O cardeal Grech também disse que ficou impressionado com os resultados de lugares onde a comunicação é difícil. “Um dos membros do conselho sinodal é da África e, quando tivemos a última reunião, ele nos disse ‘eu precisei comprar um gerador’, porque era uma reunião online”, observou o cardeal. “Isso diz muito. Mesmo assim, eles conseguiram alcançar um bom número de pessoas”.
O cardeal está particularmente impressionado com o “entusiasmo” dos participantes africanos e “a maneira como eles falam sobre esta experiência. Eles falam com paixão, com entusiasmo. Eles gostariam de continuar. Quer dizer, embora formalmente essa primeira fase tenha sido concluída em meados de agosto, isso não significa que o processo iniciado em outubro de 2021 tenha parado. E isso é algo que as pessoas estão pedindo também; há esta reivindicação do povo de Deus. Eles estão dizendo: ‘Ouça, tem sido uma experiência eclesial muito interessante, nós gostaríamos de prosseguir, ir adiante’”.
A próxima tarefa do escritório de Grech é analisar os relatórios que chegam de todo o mundo. O cardeal revelou que, para fazer isso, ele e “um grupo de 35 pessoas” estão indo para Frascati, uma cidade a cerca de uma hora de carro a sudeste de Roma, pelas próximas duas semanas.
“Vamos nos reunir em uma casa em Frascati para ler todos esses relatórios e fazer um discernimento sinodal para que possamos redigir o primeiro documento que depois irá para a fase continental”, disse o cardeal. Ele sublinhou que “é a primeira vez que realizamos este tipo de discernimento comunitário. Antigamente, a síntese era feita por uma ou duas pessoas no máximo, mas nós tomamos essa nova iniciativa”.
O grupo dos 35 é “uma mistura” de religiosos e leigos, homens e mulheres, com apenas dois bispos, “vindos de diferentes continentes, porque acredito que uma coisa é ler o texto com a lente de um europeu e outra coisa ler o mesmo texto do ponto de vista de um africano, asiático ou latino-americano. Então, vamos ficar juntos por duas semanas e espero que, com a ajuda do Espírito Santo, consigamos fazer um relatório”. Ele disse que a equipe redigirá o relatório e “nos últimos dois dias da reunião, os [aproximadamente 15] membros do conselho sinodal se juntarão a nós”. O conselho sinodal é um grupo de bispos eleitos durante o último sínodo ordinário, que neste caso foi o Sínodo dos Jovens de 2018.
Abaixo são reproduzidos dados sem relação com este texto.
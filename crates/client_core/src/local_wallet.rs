use std::sync::{
    atomic::{AtomicBool, Ordering},
    Arc,
};

use anyhow::{anyhow, bail, Context, Result};
use async_trait::async_trait;
use chain_client::ChainClient;
use shared::{codec, domain::Network, protocol::RawTransaction};
use tokio::sync::Mutex;
use tracing::{info, warn};
use wallet_extension::{
    ConnectResponse, PendingTransaction, SignMessageRequest, SignMessageResponse,
    SignedTransactionParts, WalletAccount, WalletExtension,
};

use crate::account::LocalAccount;

/// Software wallet for environments without a browser extension. It approves every request
/// while connected.
pub struct LocalWallet {
    account: LocalAccount,
    client: Arc<dyn ChainClient>,
    connected: AtomicBool,
    network: Mutex<Network>,
}

impl LocalWallet {
    pub fn new(account: LocalAccount, client: Arc<dyn ChainClient>) -> Self {
        let network = client.network();
        Self {
            account,
            client,
            connected: AtomicBool::new(false),
            network: Mutex::new(network),
        }
    }

    pub fn local_account(&self) -> &LocalAccount {
        &self.account
    }

    fn ensure_connected(&self) -> Result<()> {
        if !self.connected.load(Ordering::SeqCst) {
            bail!("wallet is locked: connect before making requests");
        }
        Ok(())
    }

    fn ensure_sender(&self, transaction: &RawTransaction) -> Result<()> {
        if transaction.sender != self.account.address() {
            return Err(anyhow!(
                "transaction sender {} is not this wallet's account {}",
                transaction.sender,
                self.account.address()
            ));
        }
        Ok(())
    }
}

#[async_trait]
impl WalletExtension for LocalWallet {
    async fn connect(&self) -> Result<ConnectResponse> {
        self.connected.store(true, Ordering::SeqCst);
        info!(address = %self.account.address(), "wallet: connected");
        Ok(ConnectResponse {
            address: self.account.address(),
        })
    }

    async fn disconnect(&self) -> Result<()> {
        self.connected.store(false, Ordering::SeqCst);
        info!(address = %self.account.address(), "wallet: disconnected");
        Ok(())
    }

    async fn is_connected(&self) -> Result<bool> {
        Ok(self.connected.load(Ordering::SeqCst))
    }

    async fn account(&self) -> Result<WalletAccount> {
        self.ensure_connected()?;
        Ok(WalletAccount {
            address: self.account.address(),
            public_key: self.account.public_key(),
        })
    }

    async fn sign_and_submit_transaction(
        &self,
        transaction: &RawTransaction,
    ) -> Result<PendingTransaction> {
        self.ensure_connected()?;
        self.ensure_sender(transaction)?;
        let authenticator = self.account.sign_transaction(transaction)?;
        let hash = self
            .client
            .submit_simple(transaction, &authenticator)
            .await
            .context("wallet submit")?;
        Ok(PendingTransaction { hash })
    }

    async fn sign_transaction(&self, transaction: &RawTransaction) -> Result<SignedTransactionParts> {
        self.ensure_connected()?;
        self.ensure_sender(transaction)?;
        let authenticator = self.account.sign_transaction(transaction)?;
        Ok(SignedTransactionParts {
            transaction_bytes: codec::to_bytes(transaction)?,
            authenticator_bytes: codec::to_bytes(&authenticator)?,
        })
    }

    async fn sign_message(&self, request: SignMessageRequest) -> Result<SignMessageResponse> {
        self.ensure_connected()?;
        let text = String::from_utf8(request.message).context("message is not valid UTF-8")?;
        let signed = self.account.sign_message(&text);
        Ok(SignMessageResponse {
            signed_message: codec::to_bytes(&signed)?,
        })
    }

    async fn get_balance(&self) -> Result<u64> {
        self.ensure_connected()?;
        self.client.get_balance(self.account.address()).await
    }

    async fn get_network(&self) -> Result<Network> {
        Ok(*self.network.lock().await)
    }

    async fn switch_network(&self, network: Network) -> Result<()> {
        self.ensure_connected()?;
        let mut current = self.network.lock().await;
        if network != self.client.network() {
            warn!(
                requested = %network,
                bound = %self.client.network(),
                "wallet: chain client stays bound to its original network"
            );
        }
        *current = network;
        Ok(())
    }
}

#[cfg(test)]
#[path = "tests/local_wallet_tests.rs"]
mod tests;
O conselho então aprovará o documento, que será enviado ao Papa Francisco para sua aprovação antes da publicação do texto. Depois disso, disse o cardeal, o documento será enviado a todos os bispos diocesanos. “Convidamos cada bispo a convocar sua Igreja e, em particular, seus órgãos consultivos, a saber, o conselho presbiterado, o conselho pastoral diocesano, a equipe sinodal de sua diocese para ler este documento”, disse o cardeal. Ele deu duas razões para isso: “Primeiro de tudo, para ver se sua Igreja está presente, para ver se o documento reflete sua Igreja”, e segundo, “para que cada Igreja local possa estar ciente [do] que outras Igrejas estão dizendo”.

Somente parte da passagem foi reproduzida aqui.